One in ten clerics of the Church of England have been victims of violence in the past two years, according to a comprehensive survey by Royal Holloway, University of London.
The Government-funded survey — the first of its kind in 20 years — found that over two-thirds of clergy have been verbally abused and 20 per cent have experienced threatening behaviour, Royal Holloway stated on its website Thursday.
Eighty-three respondents said that they had been threatened in the last two years and 90 per cent of these had been threatened with personal harm. Another 20 per cent had a relative threatened and 35 per cent had experienced threats to Church property. Among those who have been threatened, more than a third have been threatened more than once, the report said.

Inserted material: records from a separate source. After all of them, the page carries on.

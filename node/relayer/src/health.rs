use axum::{extract::State, http::StatusCode, response::IntoResponse, routing::get, Json, Router};
use std::net::SocketAddr;
use std::sync::Arc;
use tokio::sync::watch;
use tracing::info;

use crate::status::RelayerStatus;

/// Liveness surface for orchestration/monitoring
pub fn routes(status: Arc<RelayerStatus>) -> Router {
    Router::new()
        .route("/health", get(health))
        .with_state(status)
}

async fn health(State(status): State<Arc<RelayerStatus>>) -> impl IntoResponse {
    let snapshot = status.snapshot();
    let code = if snapshot.is_healthy() {
        StatusCode::OK
    } else {
        StatusCode::SERVICE_UNAVAILABLE
    };

    (code, Json(snapshot))
}

/// Serve the health endpoint until shutdown is signalled
pub async fn serve(
    port: u16,
    status: Arc<RelayerStatus>,
    mut shutdown: watch::Receiver<bool>,
) -> anyhow::Result<()> {
    let addr = SocketAddr::from(([0, 0, 0, 0], port));
    info!("health endpoint listening on {}", addr);

    axum::Server::bind(&addr)
        .serve(routes(status).into_make_service())
        .with_graceful_shutdown(async move {
            while shutdown.changed().await.is_ok() {
                if *shutdown.borrow() {
                    break;
                }
            }
        })
        .await?;

    Ok(())
}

Nearly one in six respondents reported experiencing a rise in online abuse.
The survey was motivated by a perceived rise in violence and verbal attacks “with the rise of secularism and other changing societal factors,” the Christian Post reported last summer, noting that four Church of England priests had been murdered since 1997.
The Ministry of Housing, Communities and Local Government provided funding for the survey via the police’s anti-hate crime website, and a ministry spokesman said that the project represented an attempt to respond to the Christian community’s concerns around hate crime by researching “the scale of the problem and to develop support to prevent incidents from occurring.”
“Once we receive the results of this research we can decide on the next steps,” he said.
The survey was sent last summer to some 7,000 members of the Anglican clergy, and of these, more than 540 clergy took part in the poll.
“The clergy have a difficult job, especially when faced with the risk of violence, as documented in our survey,” said Jonathan Gabe, Professor of Sociology at Royal Holloway and one of the survey’s authors.
“The research suggests that further thought needs to be given as to how best to help clergy manage when faced with such violence,” he said.